A skeleton draft complete, he plunged back into stand-up and TV, becoming busier than ever. He toured Britain and Ireland for 18 months and spent “very, very long summers” in Guadeloupe, making the TV series Death in Paradise.
Then Covid-19 struck and, unlike many performers, he had a ready-made project waiting: “It was brilliant to have something like this to work on. Whereas a lot of [writing] people found it very difficult, especially to get started on things, I was the opposite.”
He was well-used, anyway, to having “fallow periods, when you sit at home and think the world is falling apart”. But the two-year release from performing proved a sort of emotional sabbatical.
The “low-level anxiety” he had lived with all his adult life – “the anxiety of live performing, getting on a plane every week, meeting new people, going on to a TV set”, suddenly evaporated.
“I had been working my hole off for the previous five years. I had just come off the back of four hard years in the Caribbean [we both pause for laughter at this last phrase]. Nobody believes that, I know.”
Then, overnight, it all stopped. “Suddenly, I was drained of adrenalin. My body didn’t quite shut down, but for the first time that I could remember in 30 years, 40 years, I relaxed. Completely. And yes, my income fell off a cliff. But there were compensations. It was strange but there was a sense of almost exhilaration.”

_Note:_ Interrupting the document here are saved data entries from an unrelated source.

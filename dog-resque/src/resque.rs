use std::sync::Arc;

use chrono::{DateTime, Utc};
use serde_json::{Map, Value};
use tracing::{debug, info, instrument};

use crate::backend::{Keyspace, SharedStore, StoreBackend};
use crate::codec::JsonCodec;
use crate::config::{ResqueConfig, DEFAULT_WRAPPER_CLASS};
use crate::failure::FailedJob;
use crate::observability::ObservabilityLayer;
use crate::queue::Queue;
use crate::retry::RetryPolicyTable;
use crate::scheduler::DelayedSchedule;
use crate::status::StatusTracker;
use crate::worker::{LivenessProbe, LocalProcessProbe, Worker, WorkerRegistry};
use crate::{
    DelayedTimestamp, Job, JobPayload, JobStatus, QueueResult, ResqueJob, StatusId,
};

/// Client-side dispatcher for a Resque store.
///
/// Every operation is a sequence of single-command store calls. Nothing is
/// cached and nothing spans a transaction, so composite operations can
/// interleave with other clients. In particular two concurrent
/// [`enqueue_once`](Self::enqueue_once) calls with identical arguments may
/// both push.
#[derive(Clone)]
pub struct Resque {
    store: SharedStore,
    keys: Keyspace,
    codec: JsonCodec,
    retry: Arc<RetryPolicyTable>,
    context_options: Arc<Map<String, Value>>,
    wrapper_class: String,
    probe: Arc<dyn LivenessProbe>,
    observability: Arc<ObservabilityLayer>,
}
pub mod ids;
pub mod job;
pub mod payload;
pub mod status;
pub mod delayed;
pub mod events;

pub use ids::{StatusId, WorkerId};
pub use job::{Job, JOB_CLASS_KEY, RETRY_STRATEGY_KEY};
pub use payload::{JobPayload, PendingJob};
pub use status::{JobStatus, StatusRecord};
pub use delayed::DelayedTimestamp;
pub use events::DispatchEvent;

Most small towns in Ireland are wonderful places in so many ways. There's a great sense of community. But, under the surface, there's all sorts of things going on
While Brouhaha is on the surface a “crimey” novel, with dark subplots of sexual abuse and of a victim “disappeared” by paramilitaries, it also has a “bog-standard philosophical” element. Above all, it’s an attempt to observe life in a typical small Irish town.
“I will say it again – it is not Carrickmacross. But what I love as a writer is the disconnect in small-town life between surface reality and what’s underneath.
“Most small towns in Ireland are wonderful places in so many ways. There’s a great sense of community. There’s great neighbourliness. A great sense of propriety. And piety. And modesty.
“But, under the surface, there’s all sorts of things going on. I personally have met at least three people who have killed other people. I just have. And maybe many more for all I know.”
Post-pandemic, O’Hanlon is open-minded about his future. He has grown to hate travel, especially air travel, so writing may be an increased part of his life, although he has no immediate plans for another book. In general, he is “past striving”.
He currently sports a beard for the part of a “very scruffy man” in another TV show in London. But he doesn’t look at all scruffy during our interview. On the contrary, the beard suits him, adding a layer of distinction. It would look good on an election poster.
As the son of a former government minister, was he ever groomed for politics? “No, not me. Even in my family, I would have been probably the least likely candidate. Because I sort of ran away from it.”
But when asked the Zelenskiy question, about the latter-day tendency of comedians to end up running countries (and wars), he is not dismissive: “I think I would be quite good at it, actually.”
He very much doubts he would be electable. But in a variation on the classic political answer, he continues with a smile: “I guess if our country plummeted down the world corruption leagues or we were attacked by a powerful military force, then yeah. Maybe I would rise to the occasion.”